The claim of krill oil having “superior absorption” is also dubious and not supported by research evidence. A 2014 review of krill oil absorption actually concluded there was no evidence for krill oil being more easily absorbed by the human body.

Regulatory challenges

Companies that market complementary medicines in Australia are legally required to comply with standards set by the Therapeutic Goods Administration (TGA). These standards relate to both the quality of the product and advertising claims.

But manufacturers self-certify their compliance with TGA requirements. Limited, as well as poorly targeted, post-market surveillance of complementary products means they can contravene standards without fear of reprisal.
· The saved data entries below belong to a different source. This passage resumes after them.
impl TimerEngine {
    pub fn new(clock: Arc<dyn Clock>, events: Arc<dyn EventSink>) -> Self {
        Self {
            state: RwLock::new(TimerState::new()),
            clock,
            events,
        }
    }

    fn write(&self) -> Result<RwLockWriteGuard<'_, TimerState>> {
        self.state.write().map_err(|_| ScoreboardError::StateLock("timer"))
    }

    fn read(&self) -> Result<RwLockReadGuard<'_, TimerState>> {
        self.state.read().map_err(|_| ScoreboardError::StateLock("timer"))
    }

    /// Start the clock. Starting a running clock changes nothing and broadcasts nothing.
    pub fn start(&self) -> Result<TimerSnapshot> {
        let mut state = self.write()?;
        let now = self.clock.now();

        if state.running {
            debug!("Timer already running, ignoring start");
            return Ok(TimerSnapshot::capture(&state, now));
        }

        state.anchor = Some(now);
        state.running = true;
        info!("Timer started from {}s", state.offset);

        let snapshot = TimerSnapshot::capture(&state, now);
        self.events.publish(OverlayEvent::UpdateTimerStart(snapshot.clone()));
        Ok(snapshot)
    }

    /// Stop the clock, banking the floored elapsed time. Stopping a stopped clock is a no-op.
    pub fn stop(&self) -> Result<TimerSnapshot> {
        let mut state = self.write()?;
        let now = self.clock.now();

        if !state.running {
            debug!("Timer already stopped, ignoring stop");
            return Ok(TimerSnapshot::capture(&state, now));
        }

        state.offset = state.elapsed_at(now);
        state.running = false;
        state.anchor = Some(now);
        info!("Timer stopped at {}s", state.offset);

        let snapshot = TimerSnapshot::capture(&state, now);
        self.events.publish(OverlayEvent::UpdateTimerStop(snapshot.clone()));
        Ok(snapshot)
    }

    /// Stop and zero the clock. Also clears extra time, since a reset starts a new period.
    pub fn reset(&self) -> Result<TimerSnapshot> {
        let mut state = self.write()?;
        let now = self.clock.now();

        state.running = false;
        state.anchor = Some(now);
        state.offset = 0;
        state.extra_time = 0;
        info!("Timer reset");

        let snapshot = TimerSnapshot::capture(&state, now);
        self.events.publish(OverlayEvent::UpdateTimer(snapshot.clone()));
        Ok(snapshot)
    }

    /// Stop the clock and set it to `total_seconds`. Extra time is kept.
    pub fn set_absolute(&self, total_seconds: i64) -> Result<TimerSnapshot> {
        let total = non_negative("timer value", total_seconds)?;

        let mut state = self.write()?;
        let now = self.clock.now();

        state.offset = total;
        state.anchor = Some(now);
        state.running = false;
        info!("Timer set to {}s", total);

        let snapshot = TimerSnapshot::capture(&state, now);
        self.events.publish(OverlayEvent::UpdateTimer(snapshot.clone()));
        Ok(snapshot)
    }

    /// Set the stoppage-time annotation without touching the clock
    pub fn set_extra_time(&self, seconds: i64) -> Result<TimerSnapshot> {
        let extra = non_negative("extra time", seconds)?;

        let mut state = self.write()?;
        let now = self.clock.now();

        state.extra_time = extra;
        info!("Extra time set to {}s", extra);

        let snapshot = TimerSnapshot::capture(&state, now);
        self.events.publish(OverlayEvent::ShowExtraTime(ExtraTimeNotice {
            extra_time: extra,
            timer: snapshot.clone(),
        }));
        Ok(snapshot)
    }

    /// Fresh snapshot relative to the current clock reading
    pub fn snapshot(&self) -> Result<TimerSnapshot> {
        let state = self.read()?;
        Ok(TimerSnapshot::capture(&state, self.clock.now()))
    }

    /// Snapshot relative to a caller-supplied instant
    pub fn snapshot_at(&self, now: DateTime<Utc>) -> Result<TimerSnapshot> {
        let state = self.read()?;
        Ok(TimerSnapshot::capture(&state, now))
    }

    /// Copy of the raw state for persistence
    pub fn export(&self) -> Result<TimerState> {
        Ok(self.read()?.clone())
    }

    /// Replace the raw state from a persisted copy. Does not broadcast.
    pub fn restore(&self, mut restored: TimerState) -> Result<()> {
        if restored.running && restored.anchor.is_none() {
            warn!("Restored timer claims to run without an anchor, restoring it stopped");
            restored.running = false;
        }

        let mut state = self.write()?;
        *state = restored;
        info!(
            "Timer restored: running={}, offset={}s, extra_time={}s",
            state.running, state.offset, state.extra_time
        );
        Ok(())
    }
}

fn non_negative(what: &str, value: i64) -> Result<u64> {
    u64::try_from(value).map_err(|_| {
        warn!("Rejected negative {}: {}", what, value);
        ScoreboardError::InvalidArgument(format!("{} must not be negative, got {}", what, value))
    })
}
//! Utility functions module

pub mod signals;

pub use signals::shutdown_signal;
//! Main application state management

use std::{
    sync::{Arc, Mutex},
    time::Instant,
};
use chrono::{DateTime, Utc};
use tokio::sync::broadcast;
use tracing::info;

use crate::{
    api::commands::Command,
    error::Result,
    services::{
        clock::{Clock, SystemClock},
        events::{EventSink, OverlayEvent},
        persistence::Snapshot,
    },
};
use super::{ScoreBoard, ScoreState, TimerEngine, TimerSnapshot};

/// What a successfully applied command changed
#[derive(Debug, Clone, PartialEq)]
pub enum CommandOutcome {
    Timer(TimerSnapshot),
    Score(ScoreState),
    Broadcast,
}

/// Shared state handed to every handler
pub struct AppState {
    pub timer: TimerEngine,
    pub score: ScoreBoard,
    /// Server metadata
    pub start_time: Instant,
    pub port: u16,
    pub host: String,
    /// Last action tracking
    pub last_action: Mutex<Option<String>>,
    pub last_action_time: Mutex<Option<DateTime<Utc>>>,
    /// Overlay broadcast channel; every connected viewer holds a receiver
    pub events_tx: broadcast::Sender<OverlayEvent>,
    clock: Arc<dyn Clock>,
}

impl AppState {
    /// Create state driven by the system clock
    pub fn new(port: u16, host: String, channel_capacity: usize) -> Self {
        Self::with_clock(port, host, channel_capacity, Arc::new(SystemClock))
    }

    pub fn with_clock(port: u16, host: String, channel_capacity: usize, clock: Arc<dyn Clock>) -> Self {
        let (events_tx, _) = broadcast::channel(channel_capacity.max(1));
        let sink: Arc<dyn EventSink> = Arc::new(events_tx.clone());

        Self {
            timer: TimerEngine::new(Arc::clone(&clock), Arc::clone(&sink)),
            score: ScoreBoard::new(sink),
            start_time: Instant::now(),
            port,
            host,
            last_action: Mutex::new(None),
            last_action_time: Mutex::new(None),
            events_tx,
            clock,
        }
    }

    /// Current reading of the injected clock
    pub fn now(&self) -> DateTime<Utc> {
        self.clock.now()
    }

    /// Subscribe a new viewer to overlay events
    pub fn subscribe(&self) -> broadcast::Receiver<OverlayEvent> {
        self.events_tx.subscribe()
    }

    /// Apply a validated command and record it as the last action
    pub fn apply(&self, command: Command) -> Result<CommandOutcome> {
        let name = command.name();
        let outcome = match command {
            Command::StartTimer => CommandOutcome::Timer(self.timer.start()?),
            Command::StopTimer => CommandOutcome::Timer(self.timer.stop()?),
            Command::ResetTimer => CommandOutcome::Timer(self.timer.reset()?),
            Command::SetTimer { seconds } => CommandOutcome::Timer(self.timer.set_absolute(seconds)?),
            Command::SetExtraTime { seconds } => {
                CommandOutcome::Timer(self.timer.set_extra_time(seconds)?)
            }
            Command::TriggerGoal(team) => CommandOutcome::Score(self.score.goal(team)?),
            Command::CancelGoal(team) => CommandOutcome::Score(self.score.cancel_goal(team)?),
            Command::TriggerEvent(payload) => {
                info!("Displaying overlay event");
                self.events_tx.publish(OverlayEvent::DisplayEvent(payload));
                CommandOutcome::Broadcast
            }
            Command::TriggerAd { id } => {
                info!("Displaying advertisement {}", id);
                self.events_tx.publish(OverlayEvent::DisplayAd { id });
                CommandOutcome::Broadcast
            }
        };

        self.record_action(name);
        Ok(outcome)
    }

    fn record_action(&self, action: &str) {
        if let Ok(mut last_action) = self.last_action.lock() {
            *last_action = Some(action.to_string());
        }
        if let Ok(mut last_time) = self.last_action_time.lock() {
            *last_time = Some(self.now());
        }
    }

    /// Get last action information
    pub fn get_last_action(&self) -> (Option<String>, Option<DateTime<Utc>>) {
        let last_action = self.last_action.lock().ok().and_then(|a| a.clone());
        let last_action_time = self.last_action_time.lock().ok().and_then(|t| *t);
        (last_action, last_action_time)
    }

    /// Calculate server uptime as a formatted string
    pub fn get_uptime(&self) -> String {
        format_uptime(self.start_time.elapsed().as_secs())
    }

    /// Capture timer and score for persistence
    pub fn export_snapshot(&self) -> Result<Snapshot> {
        Ok(Snapshot {
            timer: self.timer.export()?,
            score: self.score.get()?,
            saved_at: self.clock.now(),
        })
    }

    /// Restore timer and score from a persisted snapshot
    pub fn restore_snapshot(&self, snapshot: Snapshot) -> Result<()> {
        self.timer.restore(snapshot.timer)?;
        self.score.restore(snapshot.score)?;
        info!("State restored from snapshot saved at {}", snapshot.saved_at);
        Ok(())
    }
}

fn format_uptime(total_seconds: u64) -> String {
    let hours = total_seconds / 3600;
    let minutes = (total_seconds % 3600) / 60;
    let seconds = total_seconds % 60;

    if hours > 0 {
        format!("{}h {}m {}s", hours, minutes, seconds)
    } else if minutes > 0 {
        format!("{}m {}s", minutes, seconds)
    } else {
        format!("{}s", seconds)
    }
}

#[cfg(test)]
mod tests {
    use super::*;
    use serde_json::json;

    use crate::{services::clock::ManualClock, state::Team};

    fn state_at(epoch: i64) -> (AppState, Arc<ManualClock>) {
        let clock = Arc::new(ManualClock::at_epoch(epoch));
        let state = AppState::with_clock(5000, "127.0.0.1".to_string(), 32, clock.clone());
        (state, clock)
    }

    #[test]
    fn apply_routes_commands_and_records_action() {
        let (state, clock) = state_at(1000);
        let mut rx = state.subscribe();

        state.apply(Command::StartTimer).unwrap();
        clock.set_epoch(1030);
        let outcome = state.apply(Command::TriggerGoal(Team::Team1)).unwrap();
        assert_eq!(outcome, CommandOutcome::Score(ScoreState { team1_score: 1, team2_score: 0 }));

        state.apply(Command::TriggerAd { id: json!(3) }).unwrap();

        let (action, at) = state.get_last_action();
        assert_eq!(action.as_deref(), Some("trigger-ad"));
        assert_eq!(at.map(|t| t.timestamp()), Some(1030));

        let names: Vec<_> = std::iter::from_fn(|| rx.try_recv().ok()).map(|e| e.name()).collect();
        assert_eq!(names, vec!["update-timer-start", "add-to-score", "display-ad"]);
    }

    #[test]
    fn rejected_command_is_not_recorded() {
        let (state, _clock) = state_at(0);
        let mut rx = state.subscribe();

        assert!(state.apply(Command::SetTimer { seconds: -1 }).is_err());
        assert_eq!(state.get_last_action(), (None, None));
        assert!(rx.try_recv().is_err());
    }

    #[test]
    fn snapshot_round_trip() {
        let (state, clock) = state_at(0);
        state.apply(Command::SetTimer { seconds: 1800 }).unwrap();
        state.apply(Command::TriggerGoal(Team::Team2)).unwrap();
        let saved = state.export_snapshot().unwrap();

        let (restored, restored_clock) = state_at(0);
        restored.restore_snapshot(saved).unwrap();
        clock.set_epoch(99);
        restored_clock.set_epoch(99);

        assert_eq!(restored.timer.snapshot().unwrap(), state.timer.snapshot().unwrap());
        assert_eq!(restored.score.get().unwrap().team2_score, 1);
    }

    #[test]
    fn uptime_formatting() {
        assert_eq!(format_uptime(42), "42s");
        assert_eq!(format_uptime(125), "2m 5s");
        assert_eq!(format_uptime(3725), "1h 2m 5s");
    }
}
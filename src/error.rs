//! Error types shared across the scoreboard

use thiserror::Error;

/// Errors reported back to the caller that issued a command.
///
/// None of these are fatal to the process and none are broadcast to viewers.
#[derive(Error, Debug, Clone, PartialEq, Eq)]
pub enum ScoreboardError {
    /// Malformed or out-of-range input; state was left untouched
    #[error("invalid argument: {0}")]
    InvalidArgument(String),

    /// The request channel received an event name it does not know
    #[error("unknown command: {0}")]
    UnknownCommand(String),

    /// A state mutex was poisoned by a panicking holder
    #[error("failed to lock {0} state")]
    StateLock(&'static str),
}

pub type Result<T> = std::result::Result<T, ScoreboardError>;
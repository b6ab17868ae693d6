//! Collaborators the scoreboard state depends on
//!
//! The clock, the overlay broadcast sink and snapshot persistence live here so
//! the state types only see them through small interfaces.

pub mod clock;
pub mod events;
pub mod persistence;

// Re-export main types
pub use clock::{Clock, ManualClock, SystemClock};
pub use events::{EventSink, OverlayEvent};
pub use persistence::{load_snapshot, save_snapshot, Snapshot};
//! JSON snapshot file for surviving restarts

use std::path::{Path, PathBuf};
use anyhow::Context;
use chrono::{DateTime, Utc};
use serde::{Deserialize, Serialize};
use tracing::{debug, info};

use crate::state::{ScoreState, TimerState};

/// Everything needed to bring the scoreboard back after a restart.
///
/// A timer saved while running keeps its wall-clock anchor, so time spent
/// offline counts as match time once restored.
#[derive(Debug, Clone, PartialEq, Serialize, Deserialize)]
pub struct Snapshot {
    pub timer: TimerState,
    pub score: ScoreState,
    pub saved_at: DateTime<Utc>,
}

/// Load a snapshot, returning `None` when no file has been written yet
pub async fn load_snapshot(path: &Path) -> anyhow::Result<Option<Snapshot>> {
    let raw = match tokio::fs::read(path).await {
        Ok(raw) => raw,
        Err(e) if e.kind() == std::io::ErrorKind::NotFound => {
            debug!("No snapshot at {}", path.display());
            return Ok(None);
        }
        Err(e) => {
            return Err(e).with_context(|| format!("failed to read snapshot {}", path.display()))
        }
    };

    let snapshot = serde_json::from_slice(&raw)
        .with_context(|| format!("failed to parse snapshot {}", path.display()))?;
    Ok(Some(snapshot))
}

/// Write a snapshot through a temporary file so a crash never leaves a torn file
pub async fn save_snapshot(path: &Path, snapshot: &Snapshot) -> anyhow::Result<()> {
    let json = serde_json::to_vec_pretty(snapshot).context("failed to serialize snapshot")?;
    let tmp = temp_path(path);

    tokio::fs::write(&tmp, json)
        .await
        .with_context(|| format!("failed to write {}", tmp.display()))?;
    tokio::fs::rename(&tmp, path)
        .await
        .with_context(|| format!("failed to move snapshot into {}", path.display()))?;

    info!("Snapshot saved to {}", path.display());
    Ok(())
}

fn temp_path(path: &Path) -> PathBuf {
    let mut name = path.file_name().map(|n| n.to_os_string()).unwrap_or_default();
    name.push(".tmp");
    path.with_file_name(name)
}
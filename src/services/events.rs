//! Overlay broadcast events and the sink they are published through

use serde::Serialize;
use serde_json::Value;
use tokio::sync::broadcast;
use tracing::debug;

use crate::state::{ScoreState, TimerSnapshot};

/// Payload of `show-extra-time`: the new annotation plus a full timer
/// snapshot so the receiver can re-anchor its local prediction as well
#[derive(Debug, Clone, PartialEq, Serialize)]
pub struct ExtraTimeNotice {
    #[serde(rename = "extraTime")]
    pub extra_time: u64,
    #[serde(flatten)]
    pub timer: TimerSnapshot,
}

/// Every notification pushed to connected overlays.
///
/// Serializes to the bare payload; the wire event name comes from [`OverlayEvent::name`].
#[derive(Debug, Clone, PartialEq, Serialize)]
#[serde(untagged)]
pub enum OverlayEvent {
    UpdateTimerStart(TimerSnapshot),
    UpdateTimerStop(TimerSnapshot),
    UpdateTimer(TimerSnapshot),
    ShowExtraTime(ExtraTimeNotice),
    AddToScore(ScoreState),
    DecreaseToScore(ScoreState),
    DisplayEvent(Value),
    DisplayAd { id: Value },
}

impl OverlayEvent {
    pub fn name(&self) -> &'static str {
        match self {
            OverlayEvent::UpdateTimerStart(_) => "update-timer-start",
            OverlayEvent::UpdateTimerStop(_) => "update-timer-stop",
            OverlayEvent::UpdateTimer(_) => "update-timer",
            OverlayEvent::ShowExtraTime(_) => "show-extra-time",
            OverlayEvent::AddToScore(_) => "add-to-score",
            OverlayEvent::DecreaseToScore(_) => "decrease-to-score",
            OverlayEvent::DisplayEvent(_) => "display-event",
            OverlayEvent::DisplayAd { .. } => "display-ad",
        }
    }
}

/// Publish side of the broadcast channel.
///
/// Implementations must deliver events to each viewer in the order `publish` was called.
pub trait EventSink: Send + Sync {
    fn publish(&self, event: OverlayEvent);
}

impl EventSink for broadcast::Sender<OverlayEvent> {
    fn publish(&self, event: OverlayEvent) {
        let name = event.name();
        match self.send(event) {
            Ok(receivers) => debug!("Broadcast {} to {} viewer(s)", name, receivers),
            // No overlay connected yet
            Err(_) => debug!("Broadcast {} dropped, no viewers subscribed", name),
        }
    }
}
Then there’s the lack of effective penalties to deter companies from breaching TGA regulations.

In May 2013, the Therapeutic Products Advertising Complaint Resolution Panel determined claims such as “9x stronger” and “reduce[s] pain, stiffness and inflammation caused by arthritis, within a short period of 7 to 14 days” breached a number of sections of the Therapeutic Goods Advertising Code 2007.

It said such statements:

ought to be supported by a wide body of scientific evidence involving a number of independent studies.

But the claims continue to be made, even by companies asked to withdraw them.

Numerous reports over the last decade have recommended that the lack of effective penalties for offending companies be redressed. But it seems unlikely any changes will be implemented any time soon as both the industry and government support a deregulation agenda.

Meanwhile, consumers continue to be ripped off by products that cannot deliver on the promises they make.